## WHAT IS NEEDED
Scan the data. Collect each line that contains the word "buckets".

:::

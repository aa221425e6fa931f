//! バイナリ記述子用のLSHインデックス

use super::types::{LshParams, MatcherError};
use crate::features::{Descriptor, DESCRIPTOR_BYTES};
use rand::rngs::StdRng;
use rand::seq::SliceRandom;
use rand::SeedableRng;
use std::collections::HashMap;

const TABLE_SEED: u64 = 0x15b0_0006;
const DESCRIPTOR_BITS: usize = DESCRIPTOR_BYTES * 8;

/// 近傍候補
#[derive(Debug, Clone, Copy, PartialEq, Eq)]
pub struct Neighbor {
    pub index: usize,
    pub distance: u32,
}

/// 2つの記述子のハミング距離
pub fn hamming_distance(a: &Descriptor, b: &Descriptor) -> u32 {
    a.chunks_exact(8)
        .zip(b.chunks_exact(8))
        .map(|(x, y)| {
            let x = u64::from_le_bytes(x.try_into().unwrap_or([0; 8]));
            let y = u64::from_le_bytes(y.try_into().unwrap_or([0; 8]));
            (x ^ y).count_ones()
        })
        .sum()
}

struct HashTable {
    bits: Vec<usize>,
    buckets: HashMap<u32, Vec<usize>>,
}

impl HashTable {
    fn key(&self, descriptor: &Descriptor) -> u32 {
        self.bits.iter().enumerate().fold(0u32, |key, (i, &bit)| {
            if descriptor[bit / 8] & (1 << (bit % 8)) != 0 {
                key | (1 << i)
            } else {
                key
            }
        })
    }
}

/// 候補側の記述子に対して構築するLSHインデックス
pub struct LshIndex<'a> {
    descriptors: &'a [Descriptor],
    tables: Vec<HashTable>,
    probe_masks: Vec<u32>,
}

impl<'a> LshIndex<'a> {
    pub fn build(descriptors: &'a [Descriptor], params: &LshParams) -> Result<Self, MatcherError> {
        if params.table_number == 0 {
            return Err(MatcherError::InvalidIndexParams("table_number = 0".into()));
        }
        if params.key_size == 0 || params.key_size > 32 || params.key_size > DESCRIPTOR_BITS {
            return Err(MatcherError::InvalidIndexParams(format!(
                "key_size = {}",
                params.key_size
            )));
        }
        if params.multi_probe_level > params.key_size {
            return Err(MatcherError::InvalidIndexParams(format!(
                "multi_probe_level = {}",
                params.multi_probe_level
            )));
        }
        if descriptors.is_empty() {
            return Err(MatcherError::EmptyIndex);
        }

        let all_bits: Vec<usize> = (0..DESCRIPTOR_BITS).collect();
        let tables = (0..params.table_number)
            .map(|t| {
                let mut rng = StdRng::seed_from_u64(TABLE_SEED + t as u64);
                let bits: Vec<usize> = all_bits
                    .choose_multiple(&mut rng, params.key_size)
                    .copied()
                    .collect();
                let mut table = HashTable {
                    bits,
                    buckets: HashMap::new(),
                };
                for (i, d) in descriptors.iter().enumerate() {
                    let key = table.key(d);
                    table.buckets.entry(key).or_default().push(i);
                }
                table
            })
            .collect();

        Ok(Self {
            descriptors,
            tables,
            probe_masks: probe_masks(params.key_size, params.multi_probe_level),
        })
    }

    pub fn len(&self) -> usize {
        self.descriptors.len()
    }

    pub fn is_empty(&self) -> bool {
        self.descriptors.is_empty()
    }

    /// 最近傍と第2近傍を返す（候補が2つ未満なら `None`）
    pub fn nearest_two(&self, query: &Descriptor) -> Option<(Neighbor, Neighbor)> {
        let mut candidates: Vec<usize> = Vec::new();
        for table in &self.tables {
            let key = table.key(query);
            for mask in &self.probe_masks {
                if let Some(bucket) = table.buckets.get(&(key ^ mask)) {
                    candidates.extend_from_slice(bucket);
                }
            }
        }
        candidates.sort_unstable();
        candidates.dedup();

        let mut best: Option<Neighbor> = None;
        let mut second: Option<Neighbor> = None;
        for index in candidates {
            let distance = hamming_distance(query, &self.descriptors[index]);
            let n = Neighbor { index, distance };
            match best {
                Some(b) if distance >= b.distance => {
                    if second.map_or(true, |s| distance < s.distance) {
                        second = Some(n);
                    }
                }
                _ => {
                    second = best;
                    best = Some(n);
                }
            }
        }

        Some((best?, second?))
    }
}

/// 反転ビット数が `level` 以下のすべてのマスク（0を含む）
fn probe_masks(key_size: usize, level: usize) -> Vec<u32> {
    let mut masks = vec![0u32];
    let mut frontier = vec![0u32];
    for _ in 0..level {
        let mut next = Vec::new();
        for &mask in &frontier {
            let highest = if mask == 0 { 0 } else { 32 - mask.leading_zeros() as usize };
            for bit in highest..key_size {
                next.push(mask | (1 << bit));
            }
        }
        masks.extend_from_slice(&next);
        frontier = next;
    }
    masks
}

:::

## TASK OUTPUT
    buckets: HashMap<u32, Vec<usize>>,
                    buckets: HashMap::new(),
                    table.buckets.entry(key).or_default().push(i);
                if let Some(bucket) = table.buckets.get(&(key ^ mask)) {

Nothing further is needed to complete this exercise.